On another V Day, my inability to find any card that adequately represented my feelings forced me to confront the truth about a long-term boyfriend: it was over. I was unable to get past a fight we'd had about electricity (the incompatible can fight about anything, so why not this?). Due to a blizzard that kept us apart on Valentine's Day, I had to break up with him over the phone, but it still felt good not to have to give him the hideous card I had settled on a few days earlier. I kept it for years to remind me of the dangers of falling for the wrong person.

Soundtrack to a (non) Hellish Valentine's Day

The great thing about storing music on a computer is the ability to spit out mix tapes (OK, CDs) quickly and efficiently. So in the interest of making a Valentine's Day spent alone a little less hellish, how about burning a disc with some of the best post-relationship songs?

Of course I'm not talking about sentimental mush, or even get-out-before-I-throw-you-out classics like "I Will Survive." I wouldn't necessarily go vindictive, with songs like "It's on the Rocks" by the Donnas, which notes, "We're over, I'm done / Yeah, it's time to have some real fun / So I'm callin' all my ladies / We're gonna key your Mercedes" or Carrie Underwood's "Before He Cheats," in which she "took a Louisville slugger to both headlights, slashed a hole in all 4 tires...Maybe next time he'll think before he cheats."

My theme: Alone and Loving It. Here are some recommendations for a soundtrack to a day basking in that "Over It!" feeling. I'm sure you'll excuse the fact that they're by women, about the men they're happy no longer to have in their lives.
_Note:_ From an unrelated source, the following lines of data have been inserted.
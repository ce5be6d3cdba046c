// SPDX-License-Identifier: BUSL-1.1
// Copyright (c) 2026 Alfred Jean LLC

//! HTTP + WebSocket ingress for the coordinator.

pub mod http;
pub mod ws_ctrl;
pub mod ws_dash;

use std::sync::Arc;

use axum::http::HeaderValue;
use axum::routing::{delete, get, post};
use axum::Router;
use tower_http::cors::{AllowOrigin, Any, CorsLayer};

use crate::state::WardState;

/// Build the axum `Router` with all doorward routes.
pub fn build_router(state: Arc<WardState>) -> Router {
    let api = Router::new()
        // Device state
        .route("/devices/status", get(http::devices_status))
        .route("/devices/connections", get(http::devices_connections))
        .route("/devices/{id}/connection", get(http::device_connection))
        // Audit trail
        .route("/access_logs", get(http::access_logs))
        .route("/access_log", post(http::post_access_log))
        // Security
        .route("/security/rate_limiter/stats", get(http::limiter_stats))
        .route("/security/rate_limiter/user_status", get(http::limiter_user_status))
        .route("/security/rate_limiter/clear", delete(http::limiter_clear))
        // Health (no auth)
        .route("/health", get(http::health));

    let cors = cors_layer(&state.config.allowed_origins);

    Router::new()
        .nest(&state.config.api_prefix, api)
        // Dashboard fan-out
        .route(&state.config.ws_endpoint, get(ws_dash::ws_handler))
        // Per-device controller sessions
        .route("/ws/{device_id}", get(ws_ctrl::ws_handler))
        .layer(cors)
        .with_state(state)
}

fn cors_layer(allowed_origins: &str) -> CorsLayer {
    if allowed_origins.trim() == "*" {
        return CorsLayer::permissive();
    }
    let origins: Vec<HeaderValue> = allowed_origins
        .split(',')
        .filter_map(|origin| origin.trim().parse::<HeaderValue>().ok())
        .collect();
    CorsLayer::new().allow_origin(AllowOrigin::list(origins)).allow_methods(Any).allow_headers(Any)
}
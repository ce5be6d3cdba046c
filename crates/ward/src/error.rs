// SPDX-License-Identifier: BUSL-1.1
// Copyright (c) 2026 Alfred Jean LLC

//! HTTP API errors, rendered as an `{error:{code,message}}` envelope.

use std::fmt;

use axum::http::StatusCode;
use axum::response::{IntoResponse, Response};
use axum::Json;

/// An error surfaced to an HTTP caller. Authorization denials are not
/// errors — they travel in the outcome structure; this type covers the
/// request-level failures (validation, lookup, permission, internal).
#[derive(Debug, Clone)]
pub struct WardError {
    status: StatusCode,
    code: &'static str,
    message: String,
}

impl WardError {
    pub fn bad_request(message: impl Into<String>) -> Self {
        Self { status: StatusCode::BAD_REQUEST, code: "BAD_REQUEST", message: message.into() }
    }

    pub fn forbidden(message: impl Into<String>) -> Self {
        Self { status: StatusCode::FORBIDDEN, code: "FORBIDDEN", message: message.into() }
    }

    pub fn not_found(message: impl Into<String>) -> Self {
        Self { status: StatusCode::NOT_FOUND, code: "NOT_FOUND", message: message.into() }
    }

    pub fn internal(message: impl Into<String>) -> Self {
        Self {
            status: StatusCode::INTERNAL_SERVER_ERROR,
            code: "INTERNAL",
            message: message.into(),
        }
    }
}

impl fmt::Display for WardError {
    fn fmt(&self, f: &mut fmt::Formatter<'_>) -> fmt::Result {
        write!(f, "{}: {}", self.code, self.message)
    }
}

impl IntoResponse for WardError {
    fn into_response(self) -> Response {
        let body = serde_json::json!({
            "error": { "code": self.code, "message": self.message }
        });
        (self.status, Json(body)).into_response()
    }
}
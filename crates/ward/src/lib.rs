// SPDX-License-Identifier: BUSL-1.1
// Copyright (c) 2026 Alfred Jean LLC

//! Doorward: real-time access-control coordinator for a fleet of physical
//! and virtual smart doors.

pub mod authz;
pub mod config;
pub mod dispatch;
pub mod error;
pub mod events;
pub mod heartbeat;
pub mod limiter;
pub mod model;
pub mod registry;
pub mod state;
pub mod store;
pub mod transport;

use std::sync::Arc;

use tokio::net::TcpListener;
use tokio_util::sync::CancellationToken;

use crate::config::WardConfig;
use crate::state::WardState;
use crate::transport::build_router;

/// Run the coordinator until shutdown.
pub async fn run(config: WardConfig) -> anyhow::Result<()> {
    let addr = format!("{}:{}", config.host, config.port);
    let shutdown = CancellationToken::new();

    let seeds = config.load_device_seeds()?;
    let state = Arc::new(WardState::new(config, seeds, shutdown.clone()));

    tracing::info!(devices = state.store.device_count().await, "doorward listening on {addr}");
    heartbeat::spawn_heartbeat(Arc::clone(&state));
    heartbeat::spawn_limiter_cleanup(Arc::clone(&state));

    let router = build_router(state);
    let listener = TcpListener::bind(&addr).await?;
    axum::serve(listener, router).with_graceful_shutdown(shutdown.cancelled_owned()).await?;

    Ok(())
}
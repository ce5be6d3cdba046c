// SPDX-License-Identifier: BUSL-1.1
// Copyright (c) 2026 Alfred Jean LLC

//! Wire-format messages for both WebSocket surfaces.
//!
//! Observer (dashboard) messages carry their payload under `data`; controller
//! messages are flat. All use `type` as the discriminant tag so clients can
//! route without peeking into payloads.

use serde::{Deserialize, Serialize};

use crate::model::{AccessEvent, Device, DoorCommand, Outcome, PhysicalStatus};

// -- Server -> observer -------------------------------------------------------

/// Messages fanned out to dashboard observers (plus the per-originator
/// `command_response`).
#[derive(Debug, Clone, Serialize, Deserialize)]
#[serde(tag = "type", rename_all = "snake_case")]
pub enum ServerMessage {
    InitialData { data: InitialData },
    DeviceStateChange { data: DeviceStateChange },
    AccessEvent { data: AccessEvent },
    CommandResponse { data: CommandResponse },
    Ping,
    Pong,
}

#[derive(Debug, Clone, Serialize, Deserialize)]
pub struct InitialData {
    pub devices: Vec<Device>,
    pub timestamp: String,
}

#[derive(Debug, Clone, Serialize, Deserialize)]
pub struct DeviceStateChange {
    pub device_id: String,
    pub new_state: Device,
    pub timestamp: String,
}

#[derive(Debug, Clone, Serialize, Deserialize)]
pub struct CommandResponse {
    pub device_id: String,
    pub command: String,
    pub status: Outcome,
    pub message: String,
}

// -- Observer -> server -------------------------------------------------------

/// Messages accepted from dashboard clients.
#[derive(Debug, Clone, Deserialize)]
#[serde(tag = "type", rename_all = "snake_case")]
pub enum DashboardRequest {
    Command { device_id: String, command: DoorCommand, user_id: String },
    Ping,
    Pong,
}

// -- Server -> controller -----------------------------------------------------

/// Messages serialized down to a device controller session.
#[derive(Debug, Clone, Serialize, Deserialize)]
#[serde(tag = "type", rename_all = "snake_case")]
pub enum ControllerMessage {
    /// Authorized actuation.
    Command { command: DoorCommand, timestamp: String },
    /// Refusal of a button request, so the device suppresses local actuation.
    CommandDenied { command: DoorCommand, reason: String, timestamp: String },
    /// Heartbeat probe.
    Ping { timestamp: String },
    /// Ask the device to re-announce its status.
    Handshake,
    /// Receipt acknowledgement.
    Ack { message: String },
}

// -- Controller -> server -----------------------------------------------------

/// Messages accepted from a device controller session.
#[derive(Debug, Clone, Deserialize)]
#[serde(tag = "type", rename_all = "snake_case")]
pub enum ControllerReport {
    /// Authoritative physical status of the session's device.
    StatusUpdate {
        data: StatusReport,
        #[serde(default)]
        timestamp: Option<String>,
    },
    /// A local button press asking for authorization.
    ButtonCommandRequest {
        command: DoorCommand,
        #[serde(default)]
        timestamp: Option<String>,
    },
    /// Informational actuation result; logged, not required.
    CommandResponse {
        command: DoorCommand,
        success: bool,
        #[serde(default)]
        message: Option<String>,
        #[serde(default)]
        timestamp: Option<String>,
    },
    /// Heartbeat reply.
    Pong {
        #[serde(default)]
        timestamp: Option<String>,
    },
}

#[derive(Debug, Clone, Deserialize)]
pub struct StatusReport {
    pub physical_status: PhysicalStatus,
}

#[cfg(test)]
#[path = "events_tests.rs"]
mod tests;
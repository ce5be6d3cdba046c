// SPDX-License-Identifier: BUSL-1.1
// Copyright (c) 2026 Alfred Jean LLC

use std::sync::Arc;

use tokio_util::sync::CancellationToken;

use super::authorize;
use crate::config::{default_seeds, WardConfig};
use crate::events::{ControllerMessage, ServerMessage};
use crate::model::{
    DoorCommand, LockState, Outcome, PhysicalStatus, BUTTON_USER_ID,
};
use crate::state::WardState;

fn test_config() -> WardConfig {
    WardConfig {
        host: "127.0.0.1".into(),
        port: 0,
        allowed_origins: "*".into(),
        api_prefix: "/api".into(),
        ws_endpoint: "/ws".into(),
        devices_config: None,
        max_attempts_per_minute: 100,
        max_failed_attempts: 5,
        lockout_secs: 60,
        cleanup_interval_secs: 3600,
        ping_interval_secs: 10,
        pong_deadline_secs: 30,
        admin_user_id: "admin".into(),
        access_log_retention: 10_000,
    }
}

fn test_state() -> Arc<WardState> {
    Arc::new(WardState::new(test_config(), default_seeds(), CancellationToken::new()))
}

fn test_state_with(config: WardConfig) -> Arc<WardState> {
    Arc::new(WardState::new(config, default_seeds(), CancellationToken::new()))
}

// -- Virtual device rules -----------------------------------------------------

#[tokio::test]
async fn virtual_open_when_unlocked_granted() {
    let state = test_state();
    let decision = authorize(&state, "DOOR-002", "alice", DoorCommand::Open).await;

    assert_eq!(decision.outcome, Outcome::Granted);
    assert_eq!(decision.message, "granted");

    let device = state.store.get_device("DOOR-002").await.expect("seeded");
    assert_eq!(device.physical_status, PhysicalStatus::Open);
    assert_eq!(state.store.event_count().await, 1);
}

#[tokio::test]
async fn virtual_open_when_locked_denied() {
    let state = test_state();
    authorize(&state, "DOOR-002", "admin", DoorCommand::Lock).await;

    let decision = authorize(&state, "DOOR-002", "alice", DoorCommand::Open).await;
    assert_eq!(decision.outcome, Outcome::Denied);
    assert_eq!(decision.message, "door_locked");

    let device = state.store.get_device("DOOR-002").await.expect("seeded");
    assert_eq!(device.physical_status, PhysicalStatus::Closed);
}

#[tokio::test]
async fn admin_opens_through_lock() {
    let state = test_state();
    authorize(&state, "DOOR-002", "admin", DoorCommand::Lock).await;

    let decision = authorize(&state, "DOOR-002", "admin", DoorCommand::Open).await;
    assert_eq!(decision.outcome, Outcome::Granted);

    let device = state.store.get_device("DOOR-002").await.expect("seeded");
    assert_eq!(device.physical_status, PhysicalStatus::Open);
    assert_eq!(device.lock_state, LockState::Locked);
}

#[tokio::test]
async fn close_needs_no_precondition() {
    let state = test_state();
    authorize(&state, "DOOR-002", "alice", DoorCommand::Open).await;

    let decision = authorize(&state, "DOOR-002", "bob", DoorCommand::Close).await;
    assert_eq!(decision.outcome, Outcome::Granted);
    let device = state.store.get_device("DOOR-002").await.expect("seeded");
    assert_eq!(device.physical_status, PhysicalStatus::Closed);
}

// -- No-op edges --------------------------------------------------------------

#[tokio::test]
async fn open_already_open_is_no_op() {
    let state = test_state();
    authorize(&state, "DOOR-002", "alice", DoorCommand::Open).await;
    let before = state.store.event_count().await;

    let decision = authorize(&state, "DOOR-002", "alice", DoorCommand::Open).await;
    assert_eq!(decision.outcome, Outcome::Granted);
    assert_eq!(decision.message, "no_op");
    // No state change, but the attempt is still audited.
    assert_eq!(state.store.event_count().await, before + 1);
}

#[tokio::test]
async fn unlock_already_unlocked_is_no_op() {
    let state = test_state();
    let decision = authorize(&state, "DOOR-002", "admin", DoorCommand::Unlock).await;
    assert_eq!(decision.outcome, Outcome::Granted);
    assert_eq!(decision.message, "no_op");
    let device = state.store.get_device("DOOR-002").await.expect("seeded");
    assert_eq!(device.lock_state, LockState::Unlocked);
}

// -- Role rules ---------------------------------------------------------------

#[tokio::test]
async fn lock_requires_admin() {
    let state = test_state();
    let decision = authorize(&state, "DOOR-002", "alice", DoorCommand::Lock).await;
    assert_eq!(decision.outcome, Outcome::Denied);
    assert_eq!(decision.message, "not_permitted");

    let device = state.store.get_device("DOOR-002").await.expect("seeded");
    assert_eq!(device.lock_state, LockState::Unlocked);
}

#[tokio::test]
async fn unlock_requires_admin() {
    let state = test_state();
    let decision = authorize(&state, "DOOR-001", "bob", DoorCommand::Unlock).await;
    assert_eq!(decision.outcome, Outcome::Denied);
    assert_eq!(decision.message, "not_permitted");
}

#[tokio::test]
async fn lock_applies_to_physical_without_dispatch() {
    let state = test_state();
    // No controller connected; the lock is a server concept.
    authorize(&state, "DOOR-001", "admin", DoorCommand::Unlock).await;
    let device = state.store.get_device("DOOR-001").await.expect("seeded");
    assert_eq!(device.lock_state, LockState::Unlocked);
}

// -- Unknown device -----------------------------------------------------------

#[tokio::test]
async fn unknown_device_denied_and_audited() {
    let state = test_state();
    let decision = authorize(&state, "DOOR-999", "alice", DoorCommand::Open).await;
    assert_eq!(decision.outcome, Outcome::Denied);
    assert_eq!(decision.message, "unknown_device");
    assert!(decision.device.is_none());

    let events = state.store.list_events(1).await;
    assert_eq!(events[0].device_id, "DOOR-999");
    assert_eq!(events[0].status, Outcome::Denied);
}

// -- Physical dispatch --------------------------------------------------------

#[tokio::test]
async fn physical_open_without_controller_is_device_offline() {
    let state = test_state();
    authorize(&state, "DOOR-001", "admin", DoorCommand::Unlock).await;

    let decision = authorize(&state, "DOOR-001", "carol", DoorCommand::Open).await;
    assert_eq!(decision.outcome, Outcome::Denied);
    assert_eq!(decision.message, "device_offline");

    let device = state.store.get_device("DOOR-001").await.expect("seeded");
    assert_eq!(device.physical_status, PhysicalStatus::Closed);
}

#[tokio::test]
async fn physical_open_dispatches_without_changing_status() {
    let state = test_state();
    let (_handle, mut rx) = state.accept_controller("DOOR-001").await.expect("register");
    assert!(matches!(rx.recv().await, Some(ControllerMessage::Handshake)));

    authorize(&state, "DOOR-001", "admin", DoorCommand::Unlock).await;
    let decision = authorize(&state, "DOOR-001", "carol", DoorCommand::Open).await;
    assert_eq!(decision.outcome, Outcome::Granted);

    match rx.recv().await {
        Some(ControllerMessage::Command { command, .. }) => assert_eq!(command, DoorCommand::Open),
        other => panic!("expected dispatched command, got {other:?}"),
    }

    // Status waits for the controller's confirmation.
    let device = state.store.get_device("DOOR-001").await.expect("seeded");
    assert_eq!(device.physical_status, PhysicalStatus::Closed);
}

// -- Physical button path -----------------------------------------------------

#[tokio::test]
async fn button_cannot_lock() {
    let state = test_state();
    let decision = authorize(&state, "DOOR-001", BUTTON_USER_ID, DoorCommand::Lock).await;
    assert_eq!(decision.outcome, Outcome::Denied);
    assert_eq!(decision.message, "not_permitted");
}

#[tokio::test]
async fn button_open_on_locked_door_denied_with_pushback() {
    let state = test_state();
    let (_handle, mut rx) = state.accept_controller("DOOR-001").await.expect("register");
    assert!(matches!(rx.recv().await, Some(ControllerMessage::Handshake)));

    let decision = authorize(&state, "DOOR-001", BUTTON_USER_ID, DoorCommand::Open).await;
    assert_eq!(decision.outcome, Outcome::Denied);
    assert_eq!(decision.message, "door_locked");

    // The controller is told to suppress local actuation.
    match rx.recv().await {
        Some(ControllerMessage::CommandDenied { reason, .. }) => assert_eq!(reason, "door_locked"),
        other => panic!("expected command_denied, got {other:?}"),
    }

    let events = state.store.list_events(1).await;
    assert_eq!(events[0].user_id, BUTTON_USER_ID);
    assert_eq!(events[0].status, Outcome::Denied);
}

#[tokio::test]
async fn button_open_when_unlocked_dispatches() {
    let state = test_state();
    let (_handle, mut rx) = state.accept_controller("DOOR-001").await.expect("register");
    assert!(matches!(rx.recv().await, Some(ControllerMessage::Handshake)));

    authorize(&state, "DOOR-001", "admin", DoorCommand::Unlock).await;
    let decision = authorize(&state, "DOOR-001", BUTTON_USER_ID, DoorCommand::Open).await;
    assert_eq!(decision.outcome, Outcome::Granted);
    assert!(matches!(rx.recv().await, Some(ControllerMessage::Command { .. })));
}

// -- Rate limiting ------------------------------------------------------------

#[tokio::test]
async fn brute_force_lockout_after_repeated_denials() {
    let mut config = test_config();
    config.max_failed_attempts = 3;
    let state = test_state_with(config);

    for _ in 0..3 {
        let decision = authorize(&state, "DOOR-001", "mallory", DoorCommand::Open).await;
        assert_eq!(decision.message, "door_locked");
    }

    let decision = authorize(&state, "DOOR-001", "mallory", DoorCommand::Open).await;
    assert_eq!(decision.outcome, Outcome::Denied);
    assert_eq!(decision.message, "locked_out");
    let remaining = decision.retry_after_secs.expect("lockout carries remaining seconds");
    assert!(remaining >= 1);
    assert!(remaining <= 60);

    // A different user on the same device is unaffected.
    let decision = authorize(&state, "DOOR-001", "admin", DoorCommand::Unlock).await;
    assert_eq!(decision.outcome, Outcome::Granted);
}

#[tokio::test]
async fn pre_check_denials_are_audited() {
    let mut config = test_config();
    config.max_failed_attempts = 1;
    let state = test_state_with(config);

    authorize(&state, "DOOR-001", "mallory", DoorCommand::Open).await;
    authorize(&state, "DOOR-001", "mallory", DoorCommand::Open).await;

    let events = state.store.list_events(2).await;
    assert_eq!(events[0].message, "locked_out");
    assert_eq!(events[1].message, "door_locked");
}

// -- Broadcast ordering -------------------------------------------------------

#[tokio::test]
async fn state_change_broadcast_precedes_access_event() {
    let state = test_state();
    let (_id, mut rx) = state.accept_observer().await;
    assert!(matches!(rx.recv().await, Some(ServerMessage::InitialData { .. })));

    authorize(&state, "DOOR-002", "alice", DoorCommand::Open).await;

    match rx.recv().await {
        Some(ServerMessage::DeviceStateChange { data }) => {
            assert_eq!(data.device_id, "DOOR-002");
            assert_eq!(data.new_state.physical_status, PhysicalStatus::Open);
        }
        other => panic!("expected device_state_change first, got {other:?}"),
    }
    match rx.recv().await {
        Some(ServerMessage::AccessEvent { data }) => {
            assert_eq!(data.device_id, "DOOR-002");
            assert_eq!(data.status, Outcome::Granted);
        }
        other => panic!("expected access_event second, got {other:?}"),
    }
}

#[tokio::test]
async fn no_op_broadcasts_only_the_access_event() {
    let state = test_state();
    let (_id, mut rx) = state.accept_observer().await;
    assert!(matches!(rx.recv().await, Some(ServerMessage::InitialData { .. })));

    authorize(&state, "DOOR-002", "bob", DoorCommand::Close).await;

    assert!(matches!(rx.recv().await, Some(ServerMessage::AccessEvent { .. })));
}
// SPDX-License-Identifier: BUSL-1.1
// Copyright (c) 2026 Alfred Jean LLC

//! Heartbeat sweeper and rate-limiter cleanup tasks.

use std::sync::Arc;

use std::time::Duration;

use crate::events::{ControllerMessage, ServerMessage};
use crate::model::{now_iso, Outcome, SYSTEM_USER_ID};
use crate::state::WardState;

/// Spawn the heartbeat task: every `ping_interval`, ping every controller
/// and observer, and evict controllers silent past `pong_deadline`.
pub fn spawn_heartbeat(state: Arc<WardState>) {
    let interval = state.config.ping_interval();
    let deadline = state.config.pong_deadline();

    tokio::spawn(async move {
        let mut timer = tokio::time::interval(interval);
        timer.set_missed_tick_behavior(tokio::time::MissedTickBehavior::Skip);

        loop {
            tokio::select! {
                _ = state.shutdown.cancelled() => break,
                _ = timer.tick() => {}
            }

            sweep_controllers(&state, deadline).await;

            // Observers are pinged at the same cadence; the broadcast path
            // already drops any that fail.
            state.registry.broadcast(ServerMessage::Ping).await;
        }
    });
}

/// One heartbeat pass over the controller sessions. Any session whose last
/// inbound frame is older than `deadline` is closed and its device flipped
/// offline, with an audit entry for continuity.
pub(crate) async fn sweep_controllers(state: &Arc<WardState>, deadline: Duration) {
    let controllers = state.registry.controllers_snapshot().await;

    for handle in controllers {
        if handle.cancel.is_cancelled() {
            continue;
        }

        let idle = handle.idle().await;
        if idle > deadline {
            tracing::warn!(
                device_id = %handle.device_id,
                idle_secs = idle.as_secs(),
                "controller heartbeat timeout"
            );
            handle.set_close_reason("timeout");
            state.drop_controller(&handle).await;
            state
                .record_access(
                    &handle.device_id,
                    SYSTEM_USER_ID,
                    "heartbeat",
                    Outcome::Denied,
                    "controller timeout",
                )
                .await;
        } else if handle.tx.send(ControllerMessage::Ping { timestamp: now_iso() }).is_err() {
            // Session task already gone; clean up without waiting for the
            // deadline.
            state.drop_controller(&handle).await;
        }
    }
}

/// Spawn the periodic rate-limiter sweep. Pruning also happens
/// opportunistically on every check; this bounds memory for idle keys.
pub fn spawn_limiter_cleanup(state: Arc<WardState>) {
    let interval = state.config.cleanup_interval();

    tokio::spawn(async move {
        let mut timer = tokio::time::interval(interval);
        timer.set_missed_tick_behavior(tokio::time::MissedTickBehavior::Skip);

        loop {
            tokio::select! {
                _ = state.shutdown.cancelled() => break,
                _ = timer.tick() => {}
            }

            let dropped = state.limiter.cleanup().await;
            if dropped > 0 {
                tracing::debug!(dropped, "rate limiter records pruned");
            }
        }
    });
}

#[cfg(test)]
#[path = "heartbeat_tests.rs"]
mod tests;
Men, feel free to find your own.

"Since U Been Gone" by Kelly Clarkson
"Ex-Girlfriend" by No Doubt
"Gone Gone Gone (Done Moved On)" by Robert Plant & Alison Krauss
"The Thrill Is Gone" (From Yesterday's Kiss) by Aretha Franklin (the version by Tracy Chapman and B.B. King is also outstanding)
"Runnin' Out of Fools" by Aretha Franklin
"I Can't Help You Now" and "I Will Not Be Broken" by Bonnie Raitt
"You Call Everybody Darling" by K.T. Oslin
"Mein Herr (from Cabaret) by Natasha Richardson (Liza Minelli did it pretty well, too)
"What Did I Ever See in Him?" (from Bye Bye Birdie) by Chita Rivera and Susan Watson
"Already Gone" by Wilson Phillips
"Just Go Away" by Blondie
"Special" by Garbage

and my all-time favorite, "Better After All" by Jonatha Brooke.

Music has healing properties. Songs like these can get you moving, smiling and recovering from a bad breakup. Forget the wallowing. For that, my specialty was Jackson Browne's "Here Come Those Tears Again". Every time I hear it--which isn't often these days--I still expect to hear it skip where my old overplayed record did. But these days my motto is: Shake it off, shake your booty and get out there again. No more tears! (Enough is enough.).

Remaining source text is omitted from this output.